34. Two policemen who showed that they had been well trained
Paul Quinlivan’s Snapshots
In the same recommendations I said the following about Constables PaahekiI of Mumuni, Popondetta, and Muyei of Saba, Waria. For a proper understanding of it I should mention that the Telefomins did not tie flaming rags to ordinary spears as in old-fashioned Cowboys and Indians films, but they had created a gigantic arsenal of five-pronged arrows and they wedged a live coal between the prongs because, when rushing through the air, the coal would burst into flame.

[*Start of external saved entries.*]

// SPDX-FileCopyrightText: 2025 Jason Pena <jasonpena@awkless.com>
// SPDX-License-Identifier: MIT

//! Logging setup.
//!
//! Every event goes to two places: a compact console layer for the user, and
//! an append-only log file that keeps a timestamped, level-tagged line per
//! event across runs. Both honor `RUST_LOG`, defaulting to `info`.

use std::{
    fs::OpenOptions,
    path::{Path, PathBuf},
    sync::Mutex,
};
use tracing::{info_span, Span};
use tracing_subscriber::{fmt, prelude::*, EnvFilter};

/// Install global tracing subscriber.
///
/// Creates the log file and its parent directories if missing. Must be called
/// at most once per process.
///
/// # Errors
///
/// - Return [`LogError::OpenLogFile`] if log file cannot be opened.
/// - Return [`LogError::Filter`] if filter directive is invalid.
/// - Return [`LogError::Init`] if a global subscriber is already set.
pub fn init(log_file: impl AsRef<Path>) -> Result<()> {
    let log_file = log_file.as_ref();
    let open_err = |err| LogError::OpenLogFile {
        source: err,
        path: log_file.to_path_buf(),
    };

    if let Some(parent) = log_file.parent().filter(|dir| !dir.as_os_str().is_empty()) {
        mkdirp::mkdirp(parent).map_err(open_err)?;
    }
    let file = OpenOptions::new()
        .create(true)
        .append(true)
        .open(log_file)
        .map_err(open_err)?;

    let console = fmt::layer().compact().with_target(false).without_time();
    let journal = fmt::layer()
        .with_ansi(false)
        .with_target(false)
        .with_writer(Mutex::new(file));
    let filter = EnvFilter::try_from_default_env().or_else(|_| EnvFilter::try_new("info"))?;

    tracing_subscriber::registry()
        .with(filter)
        .with(console)
        .with(journal)
        .try_init()?;

    Ok(())
}

/// Span wrapping everything emitted during a dry run.
///
/// Every line logged inside of it carries the `dry_run` prefix, so previewed
/// actions are never mistaken for performed ones in the log file.
pub fn dry_run_span() -> Span {
    info_span!("dry_run")
}

/// Logging setup error types.
#[derive(Debug, thiserror::Error)]
pub enum LogError {
    /// Log file cannot be opened for appending.
    #[error("failed to open log file {:?}", path.display())]
    OpenLogFile {
        #[source]
        source: std::io::Error,
        path: PathBuf,
    },

    /// Filter directive cannot be parsed.
    #[error(transparent)]
    Filter(#[from] tracing_subscriber::filter::ParseError),

    /// Global subscriber cannot be installed.
    #[error(transparent)]
    Init(#[from] tracing_subscriber::util::TryInitError),
}

/// Friendly result alias :3
pub type Result<T, E = LogError> = std::result::Result<T, E>;

#[cfg(test)]
mod tests {
    use super::*;
    use sealed_test::prelude::*;
    use tracing::{info, warn};

    #[sealed_test(env = [("RUST_LOG", "info")])]
    fn log_file_records_level_and_dry_run_prefix() -> anyhow::Result<()> {
        init("state/dotstrap.log")?;
        info!("linked starship.toml");
        dry_run_span().in_scope(|| warn!("would back up zsh"));

        let log = std::fs::read_to_string("state/dotstrap.log")?;
        let lines = log.lines().collect::<Vec<_>>();
        assert_eq!(lines.len(), 2);
        assert!(lines[0].contains("INFO") && lines[0].contains("linked starship.toml"));
        assert!(lines[1].contains("WARN") && lines[1].contains("dry_run"));
        assert!(!log.contains('\u{1b}'));

        Ok(())
    }

    #[sealed_test]
    fn second_init_fails() -> anyhow::Result<()> {
        init("dotstrap.log")?;
        assert!(matches!(init("dotstrap.log"), Err(LogError::Init(_))));

        Ok(())
    }
}
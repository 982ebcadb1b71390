// SPDX-FileCopyrightText: 2025 Jason Pena <jasonpena@awkless.com>
// SPDX-License-Identifier: MIT

//! Configuration layout.
//!
//! Two kinds of configuration exist. The __manifest__ is a TOML file shipped
//! with the bundle that lists what to link and which tools to install. The
//! __run configuration__ is built exactly once at startup from command-line
//! flags and resolved paths, and is then handed to every component that needs
//! it. Nothing reads flags or environment variables after that point.

use crate::{
    path::absolutize,
    plan::{LinkPlan, LinkSpec, PlanError},
    tools::Tool,
};

use serde::{Deserialize, Serialize};
use std::{
    fmt::{Display, Error as FmtError, Formatter, Result as FmtResult},
    fs::read_to_string,
    path::{Path, PathBuf},
    str::FromStr,
};
use tracing::info;

/// Default file name of the manifest at the top-level of the repository.
pub const MANIFEST_NAME: &str = "dotstrap.toml";

/// Bundle manifest layout.
///
/// # General Layout
///
/// ```toml
/// tools = ["git", "starship", { package = "ripgrep", commands = ["rg"] }]
/// installer = ["brew", "install"]
///
/// [[link]]
/// source = "config/starship.toml"
/// target = "~/.config/starship.toml"
/// ```
///
/// Link sources are relative to the repository root. Link targets go through
/// shell expansion, and are relative to the home directory if still relative
/// afterwards. The installer is optional, a platform default is used when it
/// is left out.
#[derive(Debug, PartialEq, Eq, Clone, Deserialize, Serialize)]
pub struct Manifest {
    /// Developer tools to install when missing.
    #[serde(default)]
    pub tools: Vec<Tool>,

    /// Command prefix used to install one tool.
    pub installer: Option<Vec<String>>,

    /// Links to place.
    #[serde(rename = "link", default)]
    pub links: Vec<LinkEntry>,
}

impl Manifest {
    /// Load manifest from file, or fall back to the built-in manifest.
    ///
    /// # Errors
    ///
    /// - Return [`ConfigError::ReadManifest`] if manifest exists but cannot be
    ///   read.
    /// - Return [`ConfigError::Deserialize`] if manifest is malformed.
    pub fn load_or_default(path: impl AsRef<Path>) -> Result<Self> {
        let path = path.as_ref();
        if !path.exists() {
            info!("no manifest at {:?}, using built-in link plan", path.display());
            return Ok(Self::default());
        }

        read_to_string(path)
            .map_err(|err| ConfigError::ReadManifest {
                source: err,
                path: path.to_path_buf(),
            })?
            .parse()
    }

    /// Resolve manifest links into an absolute link plan.
    ///
    /// # Errors
    ///
    /// - Return [`ConfigError::Plan`] if resolved targets conflict.
    pub fn link_plan(&self, repo_root: impl AsRef<Path>, home: impl AsRef<Path>) -> Result<LinkPlan> {
        let links = self.links.iter().map(|entry| {
            LinkSpec::new(
                absolutize(repo_root.as_ref(), &entry.source),
                absolutize(home.as_ref(), &entry.target),
            )
        });

        Ok(LinkPlan::new(links)?)
    }
}

impl Default for Manifest {
    fn default() -> Self {
        Self {
            tools: vec![
                "git".into(),
                "zsh".into(),
                "starship".into(),
                "fzf".into(),
                Tool::package("ripgrep", ["rg"]),
                Tool::package("bat", ["bat", "batcat"]),
                "eza".into(),
                "zoxide".into(),
            ],
            installer: None,
            links: vec![
                LinkEntry::new("config/starship.toml", ".config/starship.toml"),
                LinkEntry::new("config/zsh", ".config/zsh"),
                LinkEntry::new("config/ghostty", ".config/ghostty"),
            ],
        }
    }
}

impl FromStr for Manifest {
    type Err = ConfigError;

    fn from_str(data: &str) -> Result<Self, Self::Err> {
        let mut manifest: Manifest = toml::de::from_str(data).map_err(ConfigError::Deserialize)?;

        // INVARIANT: Perform shell expansion on link targets.
        manifest.links = manifest
            .links
            .into_iter()
            .map(LinkEntry::expanded)
            .collect::<Result<_>>()?;

        Ok(manifest)
    }
}

impl Display for Manifest {
    fn fmt(&self, fmt: &mut Formatter<'_>) -> FmtResult {
        fmt.write_str(
            toml::ser::to_string_pretty(self)
                .map_err(ConfigError::Serialize)?
                .as_str(),
        )
    }
}

/// One link listed in the manifest.
#[derive(Default, Debug, PartialEq, Eq, Clone, Deserialize, Serialize)]
pub struct LinkEntry {
    /// Path of link source relative to repository root.
    pub source: PathBuf,

    /// Path where link should be placed.
    pub target: PathBuf,
}

impl LinkEntry {
    /// Construct new link entry.
    pub fn new(source: impl Into<PathBuf>, target: impl Into<PathBuf>) -> Self {
        Self {
            source: source.into(),
            target: target.into(),
        }
    }

    fn expanded(self) -> Result<Self> {
        let target = shellexpand::full(self.target.to_string_lossy().as_ref())
            .map_err(ConfigError::ShellExpansion)?
            .into_owned();

        Ok(Self {
            source: self.source,
            target: target.into(),
        })
    }
}

/// What a single invocation does.
#[derive(Debug, Default, Clone, Copy, PartialEq, Eq)]
pub enum RunMode {
    /// Install tools, link configuration, and validate.
    #[default]
    Apply,

    /// Report intended actions without mutating anything.
    DryRun,

    /// Restore most recent backup set.
    Rollback,
}

impl RunMode {
    /// Determine run mode from command-line flags.
    ///
    /// Rollback wins over dry run, because a dry-run rollback is still a
    /// rollback, just a previewed one.
    pub fn from_flags(dry_run: bool, rollback: bool) -> Self {
        match (dry_run, rollback) {
            (_, true) => Self::Rollback,
            (true, false) => Self::DryRun,
            (false, false) => Self::Apply,
        }
    }
}

impl Display for RunMode {
    fn fmt(&self, fmt: &mut Formatter<'_>) -> FmtResult {
        let name = match self {
            Self::Apply => "apply",
            Self::DryRun => "dry-run",
            Self::Rollback => "rollback",
        };
        fmt.write_str(name)
    }
}

/// Immutable configuration of a single run.
///
/// All paths are absolute.
#[derive(Debug, Clone, PartialEq, Eq)]
pub struct Config {
    /// Repository holding the bundled configuration.
    pub repo_root: PathBuf,

    /// Home directory that relative link targets are resolved against.
    pub home: PathBuf,

    /// Manifest listing links and tools.
    pub manifest: PathBuf,

    /// Root directory of backup ledger.
    pub backup_root: PathBuf,

    /// Append-only log file.
    pub log_file: PathBuf,

    /// What this run does.
    pub mode: RunMode,

    /// Only report actions, never perform them.
    pub dry_run: bool,

    /// Attempt tool installation.
    pub install_tools: bool,

    /// Answer confirmation prompts with yes.
    pub assume_yes: bool,
}

impl Config {
    /// Construct run configuration for `mode`.
    ///
    /// Tool installation is enabled for apply runs and dry runs, the dry-run
    /// flag follows from the mode, and the manifest is looked up at the
    /// top-level of the repository.
    pub fn new(
        repo_root: impl Into<PathBuf>,
        home: impl Into<PathBuf>,
        backup_root: impl Into<PathBuf>,
        log_file: impl Into<PathBuf>,
        mode: RunMode,
    ) -> Self {
        let repo_root: PathBuf = repo_root.into();
        Self {
            manifest: repo_root.join(MANIFEST_NAME),
            repo_root,
            home: home.into(),
            backup_root: backup_root.into(),
            log_file: log_file.into(),
            mode,
            dry_run: mode == RunMode::DryRun,
            install_tools: mode != RunMode::Rollback,
            assume_yes: false,
        }
    }
}

/// Configuration error types.
#[derive(Debug, thiserror::Error)]
pub enum ConfigError {
    /// Manifest cannot be read.
    #[error("failed to read manifest at {:?}", path.display())]
    ReadManifest {
        #[source]
        source: std::io::Error,
        path: PathBuf,
    },

    /// Failed to deserialize configuration.
    #[error(transparent)]
    Deserialize(#[from] toml::de::Error),

    /// Failed to serialize configuration.
    #[error(transparent)]
    Serialize(#[from] toml::ser::Error),

    /// Failed to perform shell expansion on configuration.
    #[error(transparent)]
    ShellExpansion(#[from] shellexpand::LookupError<std::env::VarError>),

    /// Resolved links do not form a valid plan.
    #[error(transparent)]
    Plan(#[from] PlanError),
}

impl From<ConfigError> for FmtError {
    fn from(_: ConfigError) -> Self {
        FmtError
    }
}

/// Friendly result alias :3
type Result<T, E = ConfigError> = std::result::Result<T, E>;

These two policemen were with the Harris patrol and were both themselves attacked in the initial stages. After Kombo’s shooting had temporarily dispersed the attack, they stood guard in turn with Kombo’s rifle and a total store of seven rounds of ammunition. He who had the rifle stood guard outside the place wherein refuge was being taken. At first this was the police barracks. Then after it was burnt to the ground, it was the resthouse and then after that was burnt to the ground, it was the stockaded pig-pen. At the pig-pen everyone except the unconscious Harris and Kombo and their medical attendant Bunat were outside the pig-pen, engaged in dodging arrows which came in their many hundreds (at least 280 were embedded in the planking of the pig-pen when it was inspected later). Paheki received one arrow in the forehead, but otherwise they stood guard thus from a little after seven o’clock in the morning continuously until twenty minutes past five o’clock in the evening. They could at any time have tried to run away (Tigori, on their instruction, successfully did so). The reason they stayed is that they had two wounded men to guard. This conduct is, I think, worthy of the Queens Police Medal for Bravery.